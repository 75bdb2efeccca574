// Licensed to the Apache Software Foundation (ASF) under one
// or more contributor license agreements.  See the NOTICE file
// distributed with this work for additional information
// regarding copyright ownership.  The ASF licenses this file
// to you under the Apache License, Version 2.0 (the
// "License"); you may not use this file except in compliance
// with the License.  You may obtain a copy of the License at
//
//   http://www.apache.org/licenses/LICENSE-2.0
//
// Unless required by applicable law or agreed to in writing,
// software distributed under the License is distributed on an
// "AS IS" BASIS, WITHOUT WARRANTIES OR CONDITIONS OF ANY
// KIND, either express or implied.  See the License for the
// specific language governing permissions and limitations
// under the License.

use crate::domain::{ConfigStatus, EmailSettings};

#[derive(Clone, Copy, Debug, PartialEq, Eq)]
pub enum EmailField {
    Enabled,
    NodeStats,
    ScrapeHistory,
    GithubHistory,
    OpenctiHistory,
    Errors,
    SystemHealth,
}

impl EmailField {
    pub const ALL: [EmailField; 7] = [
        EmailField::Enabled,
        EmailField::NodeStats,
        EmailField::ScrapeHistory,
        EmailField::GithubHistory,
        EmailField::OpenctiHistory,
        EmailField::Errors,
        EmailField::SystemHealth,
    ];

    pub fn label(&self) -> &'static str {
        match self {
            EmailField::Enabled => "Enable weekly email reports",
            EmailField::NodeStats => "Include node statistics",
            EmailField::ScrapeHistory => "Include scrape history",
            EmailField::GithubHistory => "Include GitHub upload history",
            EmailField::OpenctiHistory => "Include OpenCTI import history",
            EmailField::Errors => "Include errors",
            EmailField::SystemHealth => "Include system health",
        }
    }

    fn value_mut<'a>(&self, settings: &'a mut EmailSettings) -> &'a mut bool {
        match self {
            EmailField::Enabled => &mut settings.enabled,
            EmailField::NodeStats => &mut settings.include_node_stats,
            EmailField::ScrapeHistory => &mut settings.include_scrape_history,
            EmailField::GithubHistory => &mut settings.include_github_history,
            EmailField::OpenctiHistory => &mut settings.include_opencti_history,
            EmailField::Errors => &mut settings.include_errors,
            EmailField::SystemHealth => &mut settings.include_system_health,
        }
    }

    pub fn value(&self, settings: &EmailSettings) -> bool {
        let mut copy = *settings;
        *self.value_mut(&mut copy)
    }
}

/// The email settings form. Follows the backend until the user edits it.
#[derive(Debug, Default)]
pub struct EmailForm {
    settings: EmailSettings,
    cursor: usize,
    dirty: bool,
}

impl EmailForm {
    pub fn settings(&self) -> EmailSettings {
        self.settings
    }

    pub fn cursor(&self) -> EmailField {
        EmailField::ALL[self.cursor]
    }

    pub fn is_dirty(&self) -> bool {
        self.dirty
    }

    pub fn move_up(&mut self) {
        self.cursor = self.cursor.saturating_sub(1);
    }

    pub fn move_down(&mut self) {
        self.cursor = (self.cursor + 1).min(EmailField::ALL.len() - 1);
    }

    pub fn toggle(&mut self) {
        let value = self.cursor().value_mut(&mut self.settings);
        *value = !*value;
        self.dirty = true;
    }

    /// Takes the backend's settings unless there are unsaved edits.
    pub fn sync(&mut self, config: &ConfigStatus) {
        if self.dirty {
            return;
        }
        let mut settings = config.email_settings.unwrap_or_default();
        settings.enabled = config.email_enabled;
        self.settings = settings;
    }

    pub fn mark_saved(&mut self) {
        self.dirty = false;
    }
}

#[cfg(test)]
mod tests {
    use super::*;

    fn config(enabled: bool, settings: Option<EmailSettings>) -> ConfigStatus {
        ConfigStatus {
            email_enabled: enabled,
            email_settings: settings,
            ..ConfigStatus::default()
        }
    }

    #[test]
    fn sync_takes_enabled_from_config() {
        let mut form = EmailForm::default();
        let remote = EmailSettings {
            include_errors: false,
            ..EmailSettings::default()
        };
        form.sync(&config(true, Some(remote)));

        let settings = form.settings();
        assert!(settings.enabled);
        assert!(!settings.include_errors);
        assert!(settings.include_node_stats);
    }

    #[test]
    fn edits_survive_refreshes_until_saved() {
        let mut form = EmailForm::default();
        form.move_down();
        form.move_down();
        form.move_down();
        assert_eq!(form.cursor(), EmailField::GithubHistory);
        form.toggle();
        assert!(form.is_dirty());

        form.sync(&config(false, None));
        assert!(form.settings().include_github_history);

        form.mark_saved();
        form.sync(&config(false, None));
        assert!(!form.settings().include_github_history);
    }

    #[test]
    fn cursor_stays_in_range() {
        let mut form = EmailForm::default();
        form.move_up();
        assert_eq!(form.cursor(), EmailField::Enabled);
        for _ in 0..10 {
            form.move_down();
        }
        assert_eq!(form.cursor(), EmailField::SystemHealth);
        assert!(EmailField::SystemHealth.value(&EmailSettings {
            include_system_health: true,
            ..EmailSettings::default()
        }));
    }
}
════════════════
WHAT YOU SHOULD DO -> Scan the listing for the word "false". Copy every line in which it appears.

SOLUTION BELOW ->
        self.dirty = false;
            include_errors: false,
        form.sync(&config(false, None));
        form.sync(&config(false, None));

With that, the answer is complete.